Fringe: Season Two: Episode 16

When, on tonight’s episode of Fringe, Special Agent Olivia Dunham (Anna Torv) opens her door to Walter (John Noble), desperate to explain “what happened,” viewers might worry. Such phrasing usually sets up the Flashback Episode, adorned with anachronistic hairstyles and clothes, improbable coincidences, and psychobabble.

Olivia’s encounter might seem especially disconcerting, because the series’ preceding episode, which aired way back on 4 February, revealed that Peter (Joshua Jackson) belonged not to our universe, but to that parallel world from which Olivia had returned at the beginning of Series Two. So subtle was the build-up to this reality shift, and so seemingly accidental its trigger, that Walter’s desire to unburden himself now seems about as nuanced as a sledge hammer, and just as dangerous.

However, as the focus zooms in on the tension between Walter’s paternal and ethical obligations, the episode, titled “Peter,” skirts the nostalgic fluff that usually consumes the flashback. In so doing, it plants tiny, provocative slivers of meta-story, the sort that Robert Moore calls the series’ “mythology”, fundamentally tilting viewers’ projections of the future.

Walter’s empathy for a fellow researcher attempting to save a dying child soon mutates into a willingness to use his own scientific prowess to impose on another family the tragedy that has devastated his own — the loss of a child. Yet even as the script positions Walter as quasi-helpless victim of a series of accidents, Noble’s subtle performance suggests a more complicated trajectory. Though Walter knows he might easily create a sympathetic, if not legal, justification for his actions, his grappling begins to raise questions about the very concept of “free will”.

As events nudge Walter further and further away from his own ideals, Noble gathers his whole body into the telling of each subsequent lie. We know that Walter knows he is committing not a merely human crime, but also a cosmic folly that might devastate all those around him.

While neither Olivia nor the adult Peter appears in the main storyline, the ongoing flickers of attraction between them add further tension to Walter’s story. The “Will they, won’t they?” plot is certainly familiar, and particularly suited to episodic TV. From Mulder and Scully to Meredith and McDreamy, romantic sparks have propelled series over long stretches of ho-hum plotting. Peter’s newly revealed otherworldly origins hint at one further twist to this hoary plotline through which Fringe might expand its questions concerning the human cost of scientific prowess.

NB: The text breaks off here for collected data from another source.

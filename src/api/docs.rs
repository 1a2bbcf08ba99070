//! Service discovery handlers
//!
//! Health check and the OpenAPI document describing the post API.

use axum::response::Json;
use serde::Serialize;
use serde_json::{json, Value};

/// Path the OpenAPI document is served from
pub const OPENAPI_PATH: &str = "/static/masterblog.json";

/// Health check response
#[derive(Debug, Serialize)]
pub struct HealthResponse {
    /// Always `healthy` while the process is serving
    pub status: String,
    /// Crate version
    pub version: String,
}

/// GET /api/health - Health check
pub async fn health_check() -> Json<HealthResponse> {
    Json(HealthResponse {
        status: "healthy".to_string(),
        version: env!("CARGO_PKG_VERSION").to_string(),
    })
}

/// GET /static/masterblog.json - OpenAPI document
pub async fn openapi_spec() -> Json<Value> {
    Json(openapi_document())
}

/// Build the OpenAPI 3 document for the post routes
pub fn openapi_document() -> Value {
    let post_schema = json!({ "$ref": "#/components/schemas/Post" });
    let error_schema = json!({ "$ref": "#/components/schemas/Error" });
    let id_param = json!({
        "name": "id",
        "in": "path",
        "required": true,
        "schema": { "type": "integer", "minimum": 0 }
    });

    json!({
        "openapi": "3.0.3",
        "info": {
            "title": "Masterblog API",
            "version": env!("CARGO_PKG_VERSION")
        },
        "tags": [{ "name": "Post", "description": "Blog post management" }],
        "paths": {
            "/api/posts": {
                "get": {
                    "tags": ["Post"],
                    "summary": "List all posts, optionally sorted",
                    "parameters": [
                        {
                            "name": "sort",
                            "in": "query",
                            "schema": { "type": "string", "enum": ["title", "content"] }
                        },
                        {
                            "name": "direction",
                            "in": "query",
                            "schema": { "type": "string", "enum": ["asc", "desc"], "default": "asc" }
                        }
                    ],
                    "responses": {
                        "200": json_response("List of posts", json!({ "type": "array", "items": post_schema })),
                        "400": json_response("Invalid sort field or direction", error_schema.clone())
                    }
                },
                "post": {
                    "tags": ["Post"],
                    "summary": "Create a post",
                    "requestBody": {
                        "required": true,
                        "content": {
                            "application/json": {
                                "schema": { "$ref": "#/components/schemas/NewPost" }
                            }
                        }
                    },
                    "responses": {
                        "201": json_response("Created post", post_schema.clone()),
                        "400": json_response("Missing field(s)", error_schema.clone())
                    }
                }
            },
            "/api/posts/{id}": {
                "put": {
                    "tags": ["Post"],
                    "summary": "Update a post",
                    "parameters": [id_param.clone()],
                    "requestBody": {
                        "required": true,
                        "content": {
                            "application/json": {
                                "schema": { "$ref": "#/components/schemas/PostUpdate" }
                            }
                        }
                    },
                    "responses": {
                        "200": json_response("Updated post", post_schema.clone()),
                        "404": json_response("Post not found", error_schema.clone())
                    }
                },
                "delete": {
                    "tags": ["Post"],
                    "summary": "Delete a post",
                    "parameters": [id_param],
                    "responses": {
                        "200": json_response("Deletion confirmation", json!({
                            "type": "object",
                            "properties": { "message": { "type": "string" } }
                        })),
                        "404": json_response("Post not found", error_schema)
                    }
                }
            },
            "/api/posts/search": {
                "get": {
                    "tags": ["Post"],
                    "summary": "Search posts by title or content",
                    "parameters": [
                        { "name": "title", "in": "query", "schema": { "type": "string" } },
                        { "name": "content", "in": "query", "schema": { "type": "string" } }
                    ],
                    "responses": {
                        "200": json_response("Matching posts", json!({ "type": "array", "items": post_schema }))
                    }
                }
            }
        },
        "components": {
            "schemas": {
                "Post": {
                    "type": "object",
                    "required": ["id", "title", "content"],
                    "properties": {
                        "id": { "type": "integer" },
                        "title": { "type": "string" },
                        "content": { "type": "string" }
                    }
                },
                "NewPost": {
                    "type": "object",
                    "required": ["title", "content"],
                    "properties": {
                        "title": { "type": "string" },
                        "content": { "type": "string" }
                    }
                },
                "PostUpdate": {
                    "type": "object",
                    "properties": {
                        "title": { "type": "string" },
                        "content": { "type": "string" }
                    }
                },
                "Error": {
                    "type": "object",
                    "required": ["error"],
                    "properties": { "error": { "type": "string" } }
                }
            }
        }
    })
}

fn json_response(description: &str, schema: Value) -> Value {
    json!({
        "description": description,
        "content": { "application/json": { "schema": schema } }
    })
}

Finally, the episode also hints at a coming radical change in the role of the Observer (Michael Serveris). His actions suggest an accumulating urgency around Peter, but they also, troublingly, hint at the kind of religious thread for which lazy plotters reach when science provides unsatisfactory answers. The great science fiction writer Samuel Delaney has noted that many readers want a story in which science acts as God, able to explain away all abnormality. They are unprepared, he says, for stories in which “The anxiety quotient… came from the fact that the scientific institutions which could have afforded explanations… were what had eroded from the landscape.”

Through almost two series, Fringe has enacted this high-anxiety landscape, as it counterpoints the proliferation of secret government agencies, of which the Fringe Division is just one, and equally secretive, too powerful corporations like Massive Dynamics. Walter’s lost career, his incarceration in a mental hospital, and the ruins of his laboratory, have all led viewers to such questions.

This new episode ups the stakes, suggesting that science itself, through the actions of adherents like Walter, may be contributing to its own marginalization. His moral struggle not only prompts some serious self-examination in viewers, but also reminds us that the capacities of science are outstripping human capacity for moral judgment, and the results are far from clear.